«Questo scritto non sarà un romanzo». L’azione letteraria di Vitaliano Trevisan

Andrea Gialloreto

Abstract


Per l’autore vicentino l’atto del narrare implica un dominio assoluto della mente sulla realtà, che diviene il campo di un coerente esercizio di negazione, tradimento, divagazione; alla prova del flusso di scrittura impostato su coordinate bernhardianbeckettiane, il reale e quanto esso contiene di convenzionale si disintegrano e si ricompongono nella forma straniante del monologo consentendo alla voce che gestisce il racconto di rilevare e porre in discussione le contraddizioni della società contemporanea e del Nord-Est in particolare. In Tristissimi giardini, come in diversa misura nel romanzo Il ponte e nell’ultimo dei Grotteschi ed arabeschi, Trevisan sperimenta i canoni della nonfiction distinguendosi nettamente dalle prove analoghe date alle stampe dagli scrittori della sua generazione. In questi testi, che vivono della costante oscillazione tra presenza e assenza rispetto al mondo di un io «leggero» e traumatizzato, Trevisan percorre a piedi o in moto i paesaggi deturpati del Veneto (post)industriale intrecciando un veemente discorso sulla società contemporanea alla rimodulazione in chiave finzionale dei propri nodi biografici irrisolti. Fedele alla migliore tradizione letteraria veneta (Piovene, Parise), egli scatena le furie della sua glaciale e razionalissima visionarietà nell’invettiva e nell’anatema rispetto al degrado urbanistico, politico, morale. La sua «azione letteraria» si colloca pertanto al crocevia tra narrazione, saggio, reportage, indagine antropologica.

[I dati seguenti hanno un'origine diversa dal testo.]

//! Error types for the Riley console.

use serde::{Deserialize, Serialize};
use thiserror::Error;

/// A shared error type for the whole workspace.
///
/// Typed variants with `From` conversions for the error types the crates
/// actually meet (file system, JSON, TOML).
#[derive(Error, Debug, Clone, PartialEq, Serialize, Deserialize)]
pub enum RileyError {
    /// IO error (file system operations)
    #[error("IO error: {message}")]
    Io { message: String },

    /// Serialization/deserialization error
    #[error("Serialization error: {format} - {message}")]
    Serialization {
        format: String, // "TOML", "JSON", etc.
        message: String,
    },

    /// Configuration error
    #[error("Configuration error: {0}")]
    Config(String),

    /// A mode name that is not one of the known personas
    #[error("Unknown mode '{0}'")]
    InvalidMode(String),

    /// A `/command` that the console does not understand
    #[error("Unknown command '/{0}'")]
    UnknownCommand(String),

    /// A command argument that could not be understood
    #[error("Invalid argument: {0}")]
    InvalidArgument(String),

    /// The in-flight request was cancelled before it resolved
    #[error("Request cancelled")]
    Cancelled,

    /// The response backend failed to produce a reply
    #[error("Backend error: {0}")]
    Backend(String),
}

impl RileyError {
    // ============================================================================
    // Constructor helpers
    // ============================================================================

    /// Creates an IO error
    pub fn io(message: impl Into<String>) -> Self {
        Self::Io {
            message: message.into(),
        }
    }

    /// Creates a Config error
    pub fn config(message: impl Into<String>) -> Self {
        Self::Config(message.into())
    }

    /// Creates a Backend error
    pub fn backend(message: impl Into<String>) -> Self {
        Self::Backend(message.into())
    }

    // ============================================================================
    // Type checking methods
    // ============================================================================

    /// Check if this is a cancellation
    pub fn is_cancelled(&self) -> bool {
        matches!(self, Self::Cancelled)
    }

    /// Check if this is a serialization error
    pub fn is_serialization(&self) -> bool {
        matches!(self, Self::Serialization { .. })
    }
}

// ============================================================================
// From implementations for automatic conversion
// ============================================================================

impl From<std::io::Error> for RileyError {
    fn from(err: std::io::Error) -> Self {
        Self::Io {
            message: format!("{} (kind: {:?})", err, err.kind()),
        }
    }
}

impl From<serde_json::Error> for RileyError {
    fn from(err: serde_json::Error) -> Self {
        Self::Serialization {
            format: "JSON".to_string(),
            message: err.to_string(),
        }
    }
}

impl From<toml::de::Error> for RileyError {
    fn from(err: toml::de::Error) -> Self {
        Self::Serialization {
            format: "TOML".to_string(),
            message: err.to_string(),
        }
    }
}

impl From<toml::ser::Error> for RileyError {
    fn from(err: toml::ser::Error) -> Self {
        Self::Serialization {
            format: "TOML".to_string(),
            message: err.to_string(),
        }
    }
}

/// A type alias for `Result<T, RileyError>`.
pub type Result<T> = std::result::Result<T, RileyError>;

#[cfg(test)]
mod tests {
    use super::*;

    #[test]
    fn test_io_error_conversion_keeps_kind() {
        let io = std::io::Error::new(std::io::ErrorKind::NotFound, "config.toml");
        let err: RileyError = io.into();
        match err {
            RileyError::Io { message } => assert!(message.contains("NotFound")),
            other => panic!("Expected Io, got {:?}", other),
        }
    }

    #[test]
    fn test_toml_error_is_serialization() {
        let parse: std::result::Result<toml::Value, _> = toml::from_str("default_mode = ");
        let err: RileyError = parse.unwrap_err().into();
        assert!(err.is_serialization());
        assert!(err.to_string().starts_with("Serialization error: TOML"));
    }

    #[test]
    fn test_display_messages() {
        assert_eq!(
            RileyError::InvalidMode("pirate".into()).to_string(),
            "Unknown mode 'pirate'"
        );
        assert_eq!(
            RileyError::UnknownCommand("dance".into()).to_string(),
            "Unknown command '/dance'"
        );
        assert!(RileyError::Cancelled.is_cancelled());
    }
}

The act of storytelling, in the author from Vicenza, involves an absolute domain of the mind over reality. This becomes the field of a consistent exercise of denial, betrayal and divagation. By testing a writing flow set on the bernhardian-beckettian coordinates, reality and anything else conventional in it, breaks down and comes together in an alienating monologue that allows to the voice guiding the story to notice and question all the contradictions of the contemporary society, mostly in the North-East. In Tristissimi Giardini, as also on different levels in the novel Il ponte and in the latest Grotteschi ed Arabeschi, Trevisan experiments the rules of non-fiction, sharply distinguishing himself from similar attempts given to the press by writers of his generation. In these writings, that subsist through the constant waving among presence and absence of a world facing a flimsy and traumatized self existence, Trevisan crosses by foot or by bike the spoiled landscapes of the (post)industrial Venetian region intertwining a vehement speech about contemporary society and remodeling, throughout a fictional key, his own unsolved biographical knots. Faithful to the best Venetian literary tradition (Piovene, Parise), he unleashes the furies of his glacial and most rational visionary through invective and anathema regarding the urban, political and moral decay. Therefore his “literary action” places itself at the narration, essay, report and anthropological investigation crossroads.